When the adrenal glands are overworked for any of a variety of reasons (emotional, chemical (mold, heavy metals, pesticides, food sensitivities), or physical stress (over training, inadequate recovery) they shift towards a constant production of cortisol in order to help us deal with stress. One of the many downsides to this is that the production of hormones like DHEA, and it’s downstream metabolites estrogen and testosterone decreases.

In order for the adrenal glands to make cortisol in response to sustained levels of elevated stress, it ends up stealing the cholesterol precursor (pregnenolone) that would normally be used to make something called DHEA, which is the precursor to our sex hormones. This is a phenomenon called pregnenolone steal and can result in hormonal imbalances, increase in severity of symptoms associated with PMS and menopause, infertility, male menopause, low testosterone, and polycystic ovarian syndrome; just to name a few.

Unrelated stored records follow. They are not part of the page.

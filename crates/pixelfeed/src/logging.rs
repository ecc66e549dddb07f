//! Logging initialization.
//!
//! Log output goes to stderr so stdout stays reserved for sample records.

use tracing_subscriber::{fmt, prelude::*, EnvFilter};

/// Initialize the global subscriber.
///
/// `level` is used unless `RUST_LOG` is set.
pub fn init(level: &str, json_format: bool) {
    let filter = EnvFilter::try_from_default_env().unwrap_or_else(|_| EnvFilter::new(level));

    if json_format {
        tracing_subscriber::registry()
            .with(filter)
            .with(fmt::layer().json().with_writer(std::io::stderr))
            .init();
    } else {
        tracing_subscriber::registry()
            .with(filter)
            .with(
                fmt::layer()
                    .with_target(false)
                    .with_writer(std::io::stderr)
                    .with_ansi(true),
            )
            .init();
    }
}

/// Initialize logging from the `[logging]` table, with CLI overrides.
pub fn init_from_config(
    config: &pixelfeed_core::Config,
    verbose_override: bool,
    json_logs_override: bool,
) {
    init(
        effective_level(&config.logging.level, verbose_override),
        json_logs_override || config.logging.format == "json",
    );
}

/// `--verbose` raises anything quieter than debug to debug.
fn effective_level(configured: &str, verbose: bool) -> &str {
    match (verbose, configured) {
        (true, "trace") => "trace",
        (true, _) => "debug",
        (false, level) => level,
    }
}

#[cfg(test)]
mod tests {
    use super::*;

    #[test]
    fn test_effective_level() {
        assert_eq!(effective_level("info", false), "info");
        assert_eq!(effective_level("warn", true), "debug");
        assert_eq!(effective_level("trace", true), "trace");
    }
}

Your hormone production is also dampened by overactive adrenals on a cerebral level. The adrenal glands are under control from a part of the brain known as the hypothalamus, which in turn directs the pituitary gland. The pituitary gland either makes, pumps out or sends the signal to trigger hormones like growth hormone, thyroid stimulating hormone, oxytocin, as well as hormones that signal the adrenals.

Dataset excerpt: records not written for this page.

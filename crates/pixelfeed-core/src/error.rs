//! Error types for the pixelfeed loading pipeline.
//!
//! Errors are organized by stage: codec failures, geometry failures and
//! packing failures are collected into [`ImageError`], which is then wrapped
//! with the offending location ([`SampleLoadError`]) and, for batches, with
//! the item index ([`BatchLoadError`]).

use std::path::PathBuf;
use thiserror::Error;

/// Top-level error type for pixelfeed operations.
#[derive(Error, Debug)]
pub enum FeedError {
    /// Configuration-related errors
    #[error("Configuration error: {0}")]
    Config(#[from] ConfigError),

    /// A single sample could not be loaded
    #[error(transparent)]
    Sample(#[from] SampleLoadError),

    /// A batch could not be assembled
    #[error(transparent)]
    Batch(#[from] BatchLoadError),

    /// The background prefetch worker failed or was misused
    #[error("Prefetch error: {0}")]
    Prefetch(#[from] PrefetchError),
}

/// Configuration-specific errors.
#[derive(Error, Debug)]
pub enum ConfigError {
    /// Failed to read the config file from disk
    #[error("Failed to read config file: {0}")]
    ReadError(#[from] std::io::Error),

    /// Failed to parse TOML configuration
    #[error("Failed to parse config: {0}")]
    ParseError(#[from] toml::de::Error),

    /// Configuration values are invalid
    #[error("Invalid configuration: {0}")]
    ValidationError(String),
}

/// Neither the primary nor the fallback codec produced an image.
#[derive(Error, Debug)]
pub enum DecodeError {
    /// No strategy accepted the input
    #[error("Could not decode image (tried: {tried})")]
    Unsupported { tried: String },

    /// A codec recognised the input but failed while parsing it
    #[error("{codec} decoder failed: {message}")]
    Codec { codec: &'static str, message: String },

    /// The decoded raster has no pixels
    #[error("Decoded image has zero area ({width}x{height})")]
    ZeroArea { width: u32, height: u32 },
}

/// Unsupported channel-count transition.
#[derive(Error, Debug, Clone, Copy, PartialEq, Eq)]
#[error("Cannot convert from {from} to {to} channels")]
pub struct ChannelConversionError {
    pub from: u8,
    pub to: u8,
}

/// Destination tensor does not match the source pixel count.
#[derive(Error, Debug, Clone, PartialEq, Eq)]
#[error(
    "Tensor provided to store image not equal to image: expected {expected} elements \
     ({channels}x{height}x{width}), destination has shape {actual:?}"
)]
pub struct ShapeMismatchError {
    pub expected: usize,
    pub channels: usize,
    pub height: usize,
    pub width: usize,
    pub actual: Vec<usize>,
}

/// Stage-level failure while turning one image into a tensor.
#[derive(Error, Debug)]
pub enum ImageError {
    #[error(transparent)]
    Decode(#[from] DecodeError),

    #[error(transparent)]
    ChannelConversion(#[from] ChannelConversionError),

    #[error(transparent)]
    ShapeMismatch(#[from] ShapeMismatchError),

    /// Buffer metadata does not describe its storage
    #[error("Invalid pixel buffer: {0}")]
    InvalidBuffer(String),

    /// File exceeds size limit
    #[error("File too large ({size_mb}MB > {max_mb}MB)")]
    FileTooLarge { size_mb: u64, max_mb: u64 },

    /// Image dimensions exceed limit
    #[error("Image too large ({width}x{height} > {max_dim})")]
    ImageTooLarge { width: u32, height: u32, max_dim: u32 },

    #[error("IO error: {0}")]
    Io(#[from] std::io::Error),
}

/// An [`ImageError`] annotated with the location that caused it.
#[derive(Error, Debug)]
#[error("Failed to load {path}: {cause}")]
pub struct SampleLoadError {
    pub path: PathBuf,
    #[source]
    pub cause: ImageError,
}

impl SampleLoadError {
    pub fn new(path: impl Into<PathBuf>, cause: impl Into<ImageError>) -> Self {
        Self {
            path: path.into(),
            cause: cause.into(),
        }
    }
}

/// A batch item failed; the whole batch is abandoned.
#[derive(Error, Debug)]
#[error("Batch item {index} failed: {source}")]
pub struct BatchLoadError {
    pub index: usize,
    pub source: SampleLoadError,
}

impl BatchLoadError {
    /// Location of the item that aborted the batch.
    pub fn path(&self) -> &std::path::Path {
        &self.source.path
    }
}

/// Errors surfaced by the prefetch scheduler.
#[derive(Error, Debug)]
pub enum PrefetchError {
    /// `next` was called before `start`
    #[error("Prefetch scheduler has not been started")]
    NotStarted,

    /// `start` or `reset` was called after `shutdown`
    #[error("Prefetch scheduler has been shut down")]
    ShutDown,

    /// The background worker stopped on a failed sample
    #[error("Prefetch worker stopped: {0}")]
    WorkerFailed(#[source] SampleLoadError),

    /// The background worker could not be spawned
    #[error("Failed to spawn prefetch worker: {0}")]
    Spawn(#[source] std::io::Error),
}

/// Convenience type alias for pixelfeed results.
pub type Result<T> = std::result::Result<T, FeedError>;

The anterior pituitary is also responsible for LH (luteinizing hormone) and thus progesterone, and FSH (follicle stimulating hormone) and thus estrogen. These hormones are intracle in properly regulating the menstrual cycle, reproduction and beyond.  Stress driven adrenal overdrive overworks the pituitary causing it to be sluggish in its output of other hormones, like LH or FSH, leading to low estrogen, progesterone, and testosterone; complicating matters at multiple levels which both need to be addressed.

When dealing specifically with pregnancy, studies have shown that a mother with adrenal dysfunction can actually pass it on to her unborn baby by drawing hormones through the umbilical cord. We’ve illustrated the systemic effects of adrenal dysfunction in the past, so a newborn child with this condition is highly susceptible to immune and gut dysfunction, allergies, eczema, food intolerances, even autism.

The best thing to do if you are having issues that have been deemed or you presume are hormonal is to embrace a holistic, functional approach and look at the entire picture. Cleaning up the diet and repairing the gut, identifying potential food intolerances, providing adrenal support if necessary, making lifestyle changes on multiple levels, and just taking a deeper look inside for the root of the issue is the logical course of action.

The adrenal salivary index and/or comprehensive hormone panels (both done at home by the patient submitting periodic saliva samples) are two ways to record quantifiable baselines and identify specific areas that need attention and rectification.